Using the above topology as a base, R2 is configured form an eBGP session with R1 and iBGP sessions with R3 and R4 in AS 100. Connectivity to the peering addresses between the iBGP peers is provided by an IGP:


R2:

router bgp 100

bgp log-neighbor-changes

neighbor 21.1.1.1 remote-as 200

neighbor 23.1.1.3 remote-as 100

neighbor 43.1.1.4 remote-as 100

 

The configuration is straightforward. The key points again are:

  • AS number used in the neighbor statement for the iBGP peers matches the AS number used in the router bgp command.

  • the IP addresses assigned to the physical interfaces are being used for the session.

 

Similar configurations are used on R3 and R4 as well:


R3:
router bgp 100
bgp log-neighbor-changes
neighbor 23.1.1.2 remote-as 100
neighbor 43.1.1.4 remote-as 100

R4:

router bgp 100

bgp log-neighbor-changes

neighbor 45.1.1.5 remote-as 300

neighbor 23.1.1.2 remote-as 100

neighbor 43.1.1.3 remote-as 100


The iBGP sessions come up evidenced by the show ip bgp neighbor output on R2:

R2#sh ip bgp neighbor | include neighbor|Established

BGP neighbor is 23.1.1.3,  remote AS 100, internal link

  BGP state = Established, up for 00:02:45

  BGP table version 3, neighbor version 3/0

BGP neighbor is 43.1.1.4,  remote AS 100, internal link

  BGP state = Established, up for 00:02:45

  BGP table version 3, neighbor version 3/0

--omitted--


Also noteworthy with this topology, R2 and R4 are separated by a router hop, but can peer with each other without adding disable-connected-check or ebgp-multihop commands. This is because unlike eBGP peers, iBGP peers do not perform the "samecable" test for the peering addresses nor do they use a default TTL value of 1 for the iBGP peering session. Instead the TTL is set to 255 by default. This means, R2 and R4 can form an iBGP peering session as long as they have a route to each other’s peering addresses.

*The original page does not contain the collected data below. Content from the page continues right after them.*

/*!
 * Gap Index
 * Size-ordered, address-tiebroken index of free regions
 */

use super::region_list::{NodeIndex, RegionList};
use crate::core::limits::GAP_INDEX_INIT_CAPACITY;
use crate::core::types::Size;

/// One free region: its size (carried for scan locality) and its node
#[derive(Debug, Clone, Copy)]
pub(crate) struct GapEntry {
    pub(crate) size: Size,
    pub(crate) node: NodeIndex,
}

/// All free regions of a pool, ordered by (size ascending, base ascending)
///
/// The ordering makes the first entry at least as large as a request the
/// best-fit choice, with a deterministic winner among equal-sized gaps.
pub(crate) struct GapIndex {
    entries: Vec<GapEntry>,
}

impl GapIndex {
    pub(crate) fn new() -> Self {
        Self {
            entries: Vec::with_capacity(GAP_INDEX_INIT_CAPACITY),
        }
    }

    pub(crate) fn len(&self) -> usize {
        self.entries.len()
    }

    pub(crate) fn is_empty(&self) -> bool {
        self.entries.is_empty()
    }

    pub(crate) fn entries(&self) -> &[GapEntry] {
        &self.entries
    }

    /// Size of the largest gap, or zero when there are none
    pub(crate) fn largest(&self) -> Size {
        self.entries.last().map_or(0, |e| e.size)
    }

    /// Append an entry for `node`, then bubble it up to its ordered position
    pub(crate) fn insert(&mut self, list: &RegionList, node: NodeIndex) {
        let size = list.node(node).size;
        self.entries.push(GapEntry { size, node });

        // The new entry is at the tail; swap it toward the front while it
        // sorts before its predecessor
        let mut i = self.entries.len() - 1;
        while i > 0 {
            let cur = self.entries[i];
            let prev = self.entries[i - 1];
            let cur_key = (cur.size, list.node(cur.node).base);
            let prev_key = (prev.size, list.node(prev.node).base);
            if cur_key >= prev_key {
                break;
            }
            self.entries.swap(i, i - 1);
            i -= 1;
        }
    }

    /// Remove the entry referencing `node`, preserving order
    pub(crate) fn remove(&mut self, node: NodeIndex) -> bool {
        match self.entries.iter().position(|e| e.node == node) {
            Some(i) => {
                // Vec::remove shifts the later entries one position forward
                self.entries.remove(i);
                true
            }
            None => false,
        }
    }

    /// Smallest gap at least as large as the request
    pub(crate) fn best_fit(&self, size: Size) -> Option<NodeIndex> {
        self.entries
            .iter()
            .find(|e| e.size >= size)
            .map(|e| e.node)
    }
}
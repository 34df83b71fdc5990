/*!
 * Pool Traits
 * Allocation abstractions
 */

use super::types::*;
use crate::core::types::{Offset, Size};

/// Byte-range allocator interface
pub trait PoolAllocator {
    /// Allocate a byte range from the pool
    fn allocate(&mut self, size: Size) -> PoolResult<Allocation>;

    /// Return an allocation to the pool, coalescing with free neighbors
    fn free(&mut self, alloc: &Allocation) -> PoolResult<()>;

    /// Check if an offset is the base of a live allocation
    fn is_valid(&self, offset: Offset) -> bool;

    /// Get the size of the live allocation based at an offset
    fn allocation_size(&self, offset: Offset) -> Option<Size>;
}

/// Pool metadata provider
pub trait PoolInfo {
    /// Get summary counters
    fn stats(&self) -> PoolStats;

    /// Snapshot the region list in address order
    fn inspect(&self) -> Vec<RegionSegment>;
}
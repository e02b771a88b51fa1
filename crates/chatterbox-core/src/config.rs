//! Tunables for a [`crate::Chatter`]

use crate::error::ChatError;

/// Default upper bound on receive-chain steps taken for one message.
pub const DEFAULT_MAX_SKIP: u32 = 1000;

/// Default upper bound on cached skipped-message keys per session.
pub const DEFAULT_MAX_CACHED_KEYS: usize = 2000;

/// Session engine configuration
///
/// Protocol labels are not configurable; both peers must agree on them. These
/// knobs only bound local resource use and replay behavior, so peers may
/// differ.
///
/// # Limits
///
/// Out-of-order delivery is only guaranteed within these bounds. A batch of
/// more than `max_skip` messages from one epoch cannot be received newest
/// first, and keys for more than `max_cached_keys` pending counters are not
/// all retained.
#[derive(Debug, Clone, PartialEq, Eq)]
pub struct ChatterConfig {
    /// Maximum number of chain steps one incoming message may force. Bounds
    /// the work an attacker can cause with a huge counter. Must be at least 1.
    pub max_skip: u32,

    /// Maximum cached chain snapshots per session. When exceeded, the lowest
    /// counters are evicted and erased first. Must be at least 1, since the
    /// snapshot for the counter being received is cached too.
    pub max_cached_keys: usize,

    /// Erase a cached key after it decrypts a message successfully. Replayed
    /// messages then fail with `DecryptionFailed`.
    pub purge_used_keys: bool,
}

impl Default for ChatterConfig {
    fn default() -> Self {
        Self {
            max_skip: DEFAULT_MAX_SKIP,
            max_cached_keys: DEFAULT_MAX_CACHED_KEYS,
            purge_used_keys: false,
        }
    }
}

impl ChatterConfig {
    /// Check that every bound leaves room to receive a message.
    ///
    /// # Errors
    ///
    /// - `InvalidConfig` if `max_skip` or `max_cached_keys` is zero
    pub fn validate(&self) -> Result<(), ChatError> {
        if self.max_skip == 0 {
            return Err(ChatError::InvalidConfig {
                reason: "max_skip must be at least 1".to_string(),
            });
        }
        if self.max_cached_keys == 0 {
            return Err(ChatError::InvalidConfig {
                reason: "max_cached_keys must be at least 1".to_string(),
            });
        }
        Ok(())
    }
}

#[cfg(test)]
mod tests {
    use super::*;

    #[test]
    fn default_keeps_used_keys() {
        let config = ChatterConfig::default();
        assert!(!config.purge_used_keys);
        assert_eq!(config.max_skip, DEFAULT_MAX_SKIP);
        assert_eq!(config.max_cached_keys, DEFAULT_MAX_CACHED_KEYS);
    }

    #[test]
    fn default_is_valid() {
        assert!(ChatterConfig::default().validate().is_ok());
    }

    #[test]
    fn zero_bounds_are_rejected() {
        let no_cache = ChatterConfig { max_cached_keys: 0, ..ChatterConfig::default() };
        assert!(matches!(no_cache.validate(), Err(ChatError::InvalidConfig { .. })));

        let no_skip = ChatterConfig { max_skip: 0, ..ChatterConfig::default() };
        assert!(matches!(no_skip.validate(), Err(ChatError::InvalidConfig { .. })));

        let minimal = ChatterConfig { max_skip: 1, max_cached_keys: 1, purge_used_keys: true };
        assert!(minimal.validate().is_ok());
    }
}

In this example, R2’s only route to R4’s peering address 43.1.1.4 points out R2’s Ethernet0/2 interface as shown below.

R2#show ip route 43.1.1.4

Routing entry for 43.1.1.0/24

  Known via "eigrp 100", distance 90, metric 1536000, type internal

  Redistributing via eigrp 100

  Last update from 23.1.1.3 on Ethernet0/2, 00:00:13 ago

  Routing Descriptor Blocks:

  * 23.1.1.3, from 23.1.1.3, 00:00:13 ago, via Ethernet0/2

    Route metric is 1536000, traffic share count is 1

    Total delay is 2000 microseconds, minimum bandwidth is 10000 Kbit

    Reliability 255/255, minimum MTU 1500 bytes

    Loading 1/255, Hops 1


R2 will perform the TCP active open towards R4 using that interface address (23.1.1.2) as the source. R4 has a matching neighbor 23.1.1.2 remote-as 100 command and accepts the attempt. If R2 had multiple paths to reach R4, R2 would need to make sure the update-source is set to the proper interface. This concept is elaborated upon in the next section.

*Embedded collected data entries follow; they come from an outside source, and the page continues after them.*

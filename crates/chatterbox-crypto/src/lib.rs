//! Chatterbox Cryptographic Primitives
//!
//! Key material and primitive operations for the Chatterbox double ratchet.
//! Everything here is deterministic given its inputs; randomness is drawn
//! from an [`Entropy`] the caller provides, so tests can replay a run exactly.
//!
//! # Key Lifecycle
//!
//! ```text
//! Identity KeyPair ─┐
//! Ephemeral KeyPair ┼─ 3 x DH ─→ combine ─→ Root Key
//!                   ┘                         │
//!                                             ▼ derive_key(chain label)
//!                                         Chain Key ──derive_key──→ next Chain Key
//!                                             │
//!                                             ▼ derive_key(message label)
//!                                         Message Key
//!                                             │
//!                                             ▼
//!                                  ChaCha20-Poly1305 Ciphertext
//! ```
//!
//! # Security
//!
//! Erasure:
//! - Symmetric secrets live in a [`SecretBuffer`], zero-filled on drop
//! - Private scalars are zeroized by `p256::SecretKey` on drop
//! - `zeroize()` consumes its receiver, so erased keys cannot be reused
//!
//! Authenticity:
//! - ChaCha20-Poly1305 binds ciphertext to caller-supplied associated data
//! - Failed authentication tag -> reject message
//!
//! Provisioning:
//! - A failing random source is a typed [`CryptoError::ProvisioningFailure`],
//!   never a silent fallback

#![forbid(unsafe_code)]
#![deny(missing_docs)]

pub mod aead;
pub mod entropy;
pub mod error;
pub mod keypair;
pub mod secret;
pub mod symmetric;

pub use aead::{IV_SIZE, TAG_SIZE, decrypt, encrypt, generate_iv};
pub use entropy::{Entropy, OsEntropy, SeededEntropy};
pub use error::CryptoError;
pub use keypair::{
    FINGERPRINT_LENGTH, Fingerprint, KeyPair, PUBLIC_KEY_LENGTH, PublicKey, dh_combine,
};
pub use secret::SecretBuffer;
pub use symmetric::{KEY_SIZE, SymmetricKey};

iBGP Session Over Loopback Interfaces

 

The reference topology above has one major flaw. If a link between one of the edge routers and R3 fails, iBGP peering sessions go down, and AS 100 can no longer transit traffic between AS 200 and AS 300. For high availability, a direct link is added between R2 and R4. This leads to a situation where there are multiple paths to reach each iBGP peer. In the eBGP section of the blog, loopback interfaces were used to take advantage of these multiple paths and allow high availability for the peering session. The same concepts apply to iBGP.

 

In fact, It is more common for iBGP peering sessions to be formed using loopback interfaces because the internal AS typically has multiple redundant links between internal routers. The same considerations must be made to ensure each iBGP peer chooses the correct interface address to source the control traffic needed to establish the iBGP peering session. Just like in the eBGP example, this is designated using the neighbor x.x.x.x update-source [interface-id] command.

 

The topology has been updated to include a link between R2 and R4. The BGP configuration on R2, R3 and R4 in AS 100 has been modified to peer using their loopback interfaces to provide high availability:

11.png

Looking at R2’s configuration, for each iBGP peer R2 changes its update-source to its loopback interface:

R2:

router bgp 100

bgp log-neighbor-changes

neighbor 3.3.3.3 remote-as 100         

neighbor 3.3.3.3 update-source Loopback1

neighbor 4.4.4.4 remote-as 100         

neighbor 4.4.4.4 update-source Loopback1

neighbor 21.1.1.1 remote-as 200         


The configurations on R3 and R4 have also been modified in a similar fashion.

R3:

router bgp 100

bgp log-neighbor-changes

neighbor 2.2.2.2 remote-as 100

neighbor 2.2.2.2 update-source Loopback1

neighbor 4.4.4.4 remote-as 100

neighbor 4.4.4.4 update-source Loopback1


R4:

router bgp 100

bgp log-neighbor-changes

neighbor 2.2.2.2 remote-as 100

neighbor 2.2.2.2 update-source Loopback1

neighbor 3.3.3.3 remote-as 100

neighbor 3.3.3.3 update-source Loopback1

neighbor 45.1.1.5 remote-as 300


The result is now the topology is more resilient to link failures. If the link between R2 and R4 fails, the IGP converges to the R2-R3 link to transit traffic and keep the session between R2 and R4 up.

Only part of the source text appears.